* [WORK INSTRUCTIONS]
Look through the material below. Return exactly the lines from the one with "self.objects.write().remove(key);" through the one with "#[cfg(test)]", both included.

* [RECORDS SUPPLIED]
- Opening Delimiter -

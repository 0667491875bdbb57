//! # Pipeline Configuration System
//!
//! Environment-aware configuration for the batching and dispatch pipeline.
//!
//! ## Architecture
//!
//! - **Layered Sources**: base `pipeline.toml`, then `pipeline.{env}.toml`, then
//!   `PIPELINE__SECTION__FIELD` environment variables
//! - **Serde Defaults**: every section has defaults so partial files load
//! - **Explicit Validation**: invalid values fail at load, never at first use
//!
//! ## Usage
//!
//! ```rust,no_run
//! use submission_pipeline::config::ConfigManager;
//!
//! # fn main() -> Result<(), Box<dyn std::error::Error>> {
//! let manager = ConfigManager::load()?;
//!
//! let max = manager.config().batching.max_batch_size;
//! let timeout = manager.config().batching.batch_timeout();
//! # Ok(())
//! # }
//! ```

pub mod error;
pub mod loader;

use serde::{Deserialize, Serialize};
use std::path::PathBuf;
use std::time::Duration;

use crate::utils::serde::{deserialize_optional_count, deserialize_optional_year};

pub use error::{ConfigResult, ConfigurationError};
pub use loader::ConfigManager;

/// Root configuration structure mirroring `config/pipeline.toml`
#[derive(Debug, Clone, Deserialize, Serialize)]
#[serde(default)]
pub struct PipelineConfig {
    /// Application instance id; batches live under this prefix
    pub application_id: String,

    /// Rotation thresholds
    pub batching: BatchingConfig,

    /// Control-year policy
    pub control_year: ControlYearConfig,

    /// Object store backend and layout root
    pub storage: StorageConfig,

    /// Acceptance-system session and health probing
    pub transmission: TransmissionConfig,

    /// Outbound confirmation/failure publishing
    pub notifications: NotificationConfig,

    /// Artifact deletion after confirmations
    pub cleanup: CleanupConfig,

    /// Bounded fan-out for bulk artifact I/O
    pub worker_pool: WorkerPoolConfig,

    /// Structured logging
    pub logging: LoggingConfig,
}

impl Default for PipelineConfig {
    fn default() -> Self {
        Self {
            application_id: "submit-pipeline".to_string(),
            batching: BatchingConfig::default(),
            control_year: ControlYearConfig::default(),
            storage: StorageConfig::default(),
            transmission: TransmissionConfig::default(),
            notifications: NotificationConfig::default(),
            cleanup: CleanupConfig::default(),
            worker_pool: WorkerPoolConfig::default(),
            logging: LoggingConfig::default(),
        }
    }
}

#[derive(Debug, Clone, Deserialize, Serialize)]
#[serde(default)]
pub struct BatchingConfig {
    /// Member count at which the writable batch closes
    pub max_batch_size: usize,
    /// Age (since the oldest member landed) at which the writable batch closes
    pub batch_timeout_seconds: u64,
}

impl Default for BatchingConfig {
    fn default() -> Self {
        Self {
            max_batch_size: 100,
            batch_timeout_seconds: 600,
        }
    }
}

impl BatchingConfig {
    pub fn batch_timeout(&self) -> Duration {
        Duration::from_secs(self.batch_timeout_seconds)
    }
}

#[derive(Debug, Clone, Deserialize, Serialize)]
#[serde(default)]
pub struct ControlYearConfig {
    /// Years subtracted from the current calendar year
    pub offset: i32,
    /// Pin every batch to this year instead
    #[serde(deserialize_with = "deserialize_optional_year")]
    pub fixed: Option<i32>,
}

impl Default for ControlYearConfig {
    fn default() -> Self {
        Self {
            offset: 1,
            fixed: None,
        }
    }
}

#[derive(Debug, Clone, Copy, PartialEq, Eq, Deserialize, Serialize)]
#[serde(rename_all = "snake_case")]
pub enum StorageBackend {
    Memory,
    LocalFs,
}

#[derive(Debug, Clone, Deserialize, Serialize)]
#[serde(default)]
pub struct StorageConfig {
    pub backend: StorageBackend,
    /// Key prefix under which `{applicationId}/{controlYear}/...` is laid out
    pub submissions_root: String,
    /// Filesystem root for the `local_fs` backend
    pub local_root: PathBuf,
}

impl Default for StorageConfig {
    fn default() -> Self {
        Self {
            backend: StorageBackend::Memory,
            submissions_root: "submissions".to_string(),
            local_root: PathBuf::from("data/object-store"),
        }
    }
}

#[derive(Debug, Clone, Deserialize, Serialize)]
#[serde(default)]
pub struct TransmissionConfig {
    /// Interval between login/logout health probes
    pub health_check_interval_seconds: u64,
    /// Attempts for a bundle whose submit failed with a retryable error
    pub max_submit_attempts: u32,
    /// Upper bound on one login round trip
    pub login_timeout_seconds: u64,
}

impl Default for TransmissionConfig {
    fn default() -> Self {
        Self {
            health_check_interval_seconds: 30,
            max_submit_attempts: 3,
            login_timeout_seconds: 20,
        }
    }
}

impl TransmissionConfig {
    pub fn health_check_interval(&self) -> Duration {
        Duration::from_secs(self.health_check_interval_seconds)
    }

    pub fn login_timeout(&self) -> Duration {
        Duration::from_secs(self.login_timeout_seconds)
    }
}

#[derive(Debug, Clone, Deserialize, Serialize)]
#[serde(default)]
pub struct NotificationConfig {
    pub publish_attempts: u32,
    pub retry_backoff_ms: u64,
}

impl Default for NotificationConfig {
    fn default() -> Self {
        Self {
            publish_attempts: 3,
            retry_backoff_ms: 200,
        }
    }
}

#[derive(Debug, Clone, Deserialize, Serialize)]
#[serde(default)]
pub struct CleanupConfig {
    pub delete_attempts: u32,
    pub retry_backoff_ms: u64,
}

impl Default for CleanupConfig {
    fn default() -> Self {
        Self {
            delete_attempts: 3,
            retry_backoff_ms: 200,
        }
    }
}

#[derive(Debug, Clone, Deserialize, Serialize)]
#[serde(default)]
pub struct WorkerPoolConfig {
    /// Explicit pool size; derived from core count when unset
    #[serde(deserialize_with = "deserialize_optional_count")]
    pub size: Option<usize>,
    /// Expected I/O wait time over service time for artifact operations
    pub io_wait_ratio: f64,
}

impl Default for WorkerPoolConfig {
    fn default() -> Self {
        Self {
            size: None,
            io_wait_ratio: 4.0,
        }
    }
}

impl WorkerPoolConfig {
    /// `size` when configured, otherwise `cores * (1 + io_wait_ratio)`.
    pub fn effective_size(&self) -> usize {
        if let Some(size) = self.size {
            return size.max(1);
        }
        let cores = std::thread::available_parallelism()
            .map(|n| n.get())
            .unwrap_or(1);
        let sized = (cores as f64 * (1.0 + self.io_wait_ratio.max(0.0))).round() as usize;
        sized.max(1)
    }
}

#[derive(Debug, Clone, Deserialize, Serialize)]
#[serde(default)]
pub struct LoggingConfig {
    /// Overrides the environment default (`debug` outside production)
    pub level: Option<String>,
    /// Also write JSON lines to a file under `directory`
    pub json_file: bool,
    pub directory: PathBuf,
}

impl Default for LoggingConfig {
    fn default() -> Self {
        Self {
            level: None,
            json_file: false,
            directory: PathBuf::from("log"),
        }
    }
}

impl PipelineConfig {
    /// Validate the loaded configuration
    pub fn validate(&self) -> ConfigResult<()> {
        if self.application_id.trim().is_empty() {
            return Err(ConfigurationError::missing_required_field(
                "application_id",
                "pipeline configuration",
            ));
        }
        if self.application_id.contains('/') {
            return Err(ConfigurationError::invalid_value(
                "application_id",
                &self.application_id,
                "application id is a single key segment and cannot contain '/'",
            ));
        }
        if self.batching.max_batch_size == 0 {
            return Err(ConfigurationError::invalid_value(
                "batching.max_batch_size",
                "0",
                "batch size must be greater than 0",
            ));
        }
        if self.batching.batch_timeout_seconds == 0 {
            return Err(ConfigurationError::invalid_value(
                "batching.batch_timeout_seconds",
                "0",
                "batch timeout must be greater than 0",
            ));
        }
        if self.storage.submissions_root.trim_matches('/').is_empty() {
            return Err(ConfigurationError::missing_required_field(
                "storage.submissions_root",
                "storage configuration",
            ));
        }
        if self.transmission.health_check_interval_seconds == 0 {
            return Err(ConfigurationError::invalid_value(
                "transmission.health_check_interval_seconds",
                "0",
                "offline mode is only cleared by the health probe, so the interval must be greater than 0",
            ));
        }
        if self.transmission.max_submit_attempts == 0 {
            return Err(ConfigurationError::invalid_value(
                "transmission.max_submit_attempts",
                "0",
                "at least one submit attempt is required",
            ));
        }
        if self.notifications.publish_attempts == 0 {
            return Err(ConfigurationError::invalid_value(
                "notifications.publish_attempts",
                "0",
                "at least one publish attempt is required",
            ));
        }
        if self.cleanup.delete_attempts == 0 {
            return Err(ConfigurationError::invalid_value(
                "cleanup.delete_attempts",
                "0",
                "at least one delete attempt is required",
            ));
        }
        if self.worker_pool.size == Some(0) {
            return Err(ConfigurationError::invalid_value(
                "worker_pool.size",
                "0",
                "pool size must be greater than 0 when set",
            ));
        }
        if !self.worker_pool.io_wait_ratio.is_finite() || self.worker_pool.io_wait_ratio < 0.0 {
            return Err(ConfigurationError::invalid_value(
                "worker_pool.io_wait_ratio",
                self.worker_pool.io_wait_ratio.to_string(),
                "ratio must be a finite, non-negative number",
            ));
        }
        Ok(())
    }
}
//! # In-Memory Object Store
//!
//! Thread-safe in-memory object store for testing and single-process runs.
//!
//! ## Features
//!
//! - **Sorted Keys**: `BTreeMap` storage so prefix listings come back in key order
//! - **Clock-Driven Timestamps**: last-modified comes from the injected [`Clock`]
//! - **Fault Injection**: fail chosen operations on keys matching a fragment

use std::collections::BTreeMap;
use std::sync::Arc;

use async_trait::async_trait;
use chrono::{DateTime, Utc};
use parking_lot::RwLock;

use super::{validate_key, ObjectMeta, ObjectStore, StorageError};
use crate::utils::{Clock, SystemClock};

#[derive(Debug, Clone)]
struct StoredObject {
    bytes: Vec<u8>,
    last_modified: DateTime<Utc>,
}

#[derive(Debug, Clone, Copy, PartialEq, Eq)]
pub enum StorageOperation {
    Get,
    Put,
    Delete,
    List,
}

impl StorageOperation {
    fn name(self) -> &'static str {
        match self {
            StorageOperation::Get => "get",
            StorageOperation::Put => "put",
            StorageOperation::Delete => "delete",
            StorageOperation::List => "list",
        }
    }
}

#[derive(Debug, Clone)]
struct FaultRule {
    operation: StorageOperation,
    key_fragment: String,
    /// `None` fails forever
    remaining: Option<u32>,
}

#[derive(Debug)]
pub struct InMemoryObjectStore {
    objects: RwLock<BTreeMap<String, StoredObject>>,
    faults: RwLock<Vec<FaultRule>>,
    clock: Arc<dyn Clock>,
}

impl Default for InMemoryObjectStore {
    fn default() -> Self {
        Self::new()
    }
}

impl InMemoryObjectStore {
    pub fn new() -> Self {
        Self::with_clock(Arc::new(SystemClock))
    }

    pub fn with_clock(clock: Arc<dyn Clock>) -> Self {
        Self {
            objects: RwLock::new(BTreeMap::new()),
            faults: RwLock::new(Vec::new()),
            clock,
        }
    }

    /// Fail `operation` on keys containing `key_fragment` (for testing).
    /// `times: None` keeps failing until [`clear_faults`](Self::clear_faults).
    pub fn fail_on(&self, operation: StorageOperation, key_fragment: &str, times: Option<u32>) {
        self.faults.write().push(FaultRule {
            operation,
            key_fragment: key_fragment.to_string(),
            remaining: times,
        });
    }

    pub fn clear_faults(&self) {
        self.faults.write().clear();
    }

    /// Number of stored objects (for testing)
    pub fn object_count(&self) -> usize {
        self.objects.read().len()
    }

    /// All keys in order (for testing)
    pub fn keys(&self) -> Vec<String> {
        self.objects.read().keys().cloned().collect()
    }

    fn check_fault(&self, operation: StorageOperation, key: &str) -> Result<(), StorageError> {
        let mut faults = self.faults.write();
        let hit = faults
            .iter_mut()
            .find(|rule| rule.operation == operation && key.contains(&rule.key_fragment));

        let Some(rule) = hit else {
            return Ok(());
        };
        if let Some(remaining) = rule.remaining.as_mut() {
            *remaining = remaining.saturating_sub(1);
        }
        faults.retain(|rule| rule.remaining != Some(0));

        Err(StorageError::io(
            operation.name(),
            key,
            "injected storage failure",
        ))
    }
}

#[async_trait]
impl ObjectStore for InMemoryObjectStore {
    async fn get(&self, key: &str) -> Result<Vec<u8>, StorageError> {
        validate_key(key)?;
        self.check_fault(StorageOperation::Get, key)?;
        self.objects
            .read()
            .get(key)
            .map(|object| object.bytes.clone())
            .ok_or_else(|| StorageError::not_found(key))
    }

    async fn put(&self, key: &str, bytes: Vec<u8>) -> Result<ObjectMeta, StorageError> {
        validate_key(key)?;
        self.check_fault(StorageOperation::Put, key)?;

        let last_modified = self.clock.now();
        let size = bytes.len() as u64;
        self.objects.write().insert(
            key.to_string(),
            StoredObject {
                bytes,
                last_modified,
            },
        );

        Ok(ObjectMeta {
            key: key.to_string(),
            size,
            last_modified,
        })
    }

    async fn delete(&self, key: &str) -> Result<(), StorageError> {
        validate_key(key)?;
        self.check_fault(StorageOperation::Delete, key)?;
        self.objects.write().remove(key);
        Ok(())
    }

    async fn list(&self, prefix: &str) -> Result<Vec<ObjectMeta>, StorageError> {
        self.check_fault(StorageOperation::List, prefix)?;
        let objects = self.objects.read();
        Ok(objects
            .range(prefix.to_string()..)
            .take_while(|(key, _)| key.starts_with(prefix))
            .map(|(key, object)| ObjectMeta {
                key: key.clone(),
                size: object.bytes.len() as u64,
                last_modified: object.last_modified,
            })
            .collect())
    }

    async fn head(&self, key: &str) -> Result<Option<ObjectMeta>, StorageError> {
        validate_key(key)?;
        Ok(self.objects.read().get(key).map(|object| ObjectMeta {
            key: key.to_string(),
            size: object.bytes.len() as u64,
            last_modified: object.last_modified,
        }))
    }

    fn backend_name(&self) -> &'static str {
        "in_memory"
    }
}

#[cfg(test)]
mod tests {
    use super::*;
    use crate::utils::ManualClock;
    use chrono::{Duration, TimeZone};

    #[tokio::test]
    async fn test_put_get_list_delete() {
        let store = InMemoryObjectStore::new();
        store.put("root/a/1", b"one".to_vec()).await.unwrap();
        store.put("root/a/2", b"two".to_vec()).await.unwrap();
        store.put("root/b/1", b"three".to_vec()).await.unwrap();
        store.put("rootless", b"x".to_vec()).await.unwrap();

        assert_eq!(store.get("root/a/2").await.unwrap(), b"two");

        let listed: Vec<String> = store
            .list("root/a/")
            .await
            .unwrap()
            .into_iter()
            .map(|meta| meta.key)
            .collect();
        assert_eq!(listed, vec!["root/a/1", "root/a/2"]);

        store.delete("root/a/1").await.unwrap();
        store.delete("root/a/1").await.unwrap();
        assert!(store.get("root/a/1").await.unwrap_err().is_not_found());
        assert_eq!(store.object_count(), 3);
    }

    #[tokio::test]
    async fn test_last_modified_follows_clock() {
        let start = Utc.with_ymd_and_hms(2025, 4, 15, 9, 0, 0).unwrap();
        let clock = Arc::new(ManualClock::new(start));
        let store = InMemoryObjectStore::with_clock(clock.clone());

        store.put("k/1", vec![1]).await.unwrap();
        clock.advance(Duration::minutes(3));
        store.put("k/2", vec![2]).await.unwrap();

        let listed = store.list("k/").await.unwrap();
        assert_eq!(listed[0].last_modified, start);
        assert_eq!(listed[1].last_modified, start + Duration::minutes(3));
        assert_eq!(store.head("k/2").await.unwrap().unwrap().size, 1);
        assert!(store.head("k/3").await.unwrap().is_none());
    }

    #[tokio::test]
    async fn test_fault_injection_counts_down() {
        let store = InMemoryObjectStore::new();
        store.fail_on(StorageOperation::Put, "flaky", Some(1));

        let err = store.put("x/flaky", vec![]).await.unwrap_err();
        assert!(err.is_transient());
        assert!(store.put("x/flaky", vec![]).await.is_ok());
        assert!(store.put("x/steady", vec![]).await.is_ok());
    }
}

- Closing Delimiter -

* [RESULT OF THE TASK]
        self.objects.write().remove(key);
        Ok(())
    }

    async fn list(&self, prefix: &str) -> Result<Vec<ObjectMeta>, StorageError> {
        self.check_fault(StorageOperation::List, prefix)?;
        let objects = self.objects.read();
        Ok(objects
            .range(prefix.to_string()..)
            .take_while(|(key, _)| key.starts_with(prefix))
            .map(|(key, object)| ObjectMeta {
                key: key.clone(),
                size: object.bytes.len() as u64,
                last_modified: object.last_modified,
            })
            .collect())
    }

    async fn head(&self, key: &str) -> Result<Option<ObjectMeta>, StorageError> {
        validate_key(key)?;
        Ok(self.objects.read().get(key).map(|object| ObjectMeta {
            key: key.to_string(),
            size: object.bytes.len() as u64,
            last_modified: object.last_modified,
        }))
    }

    fn backend_name(&self) -> &'static str {
        "in_memory"
    }
}

#[cfg(test)]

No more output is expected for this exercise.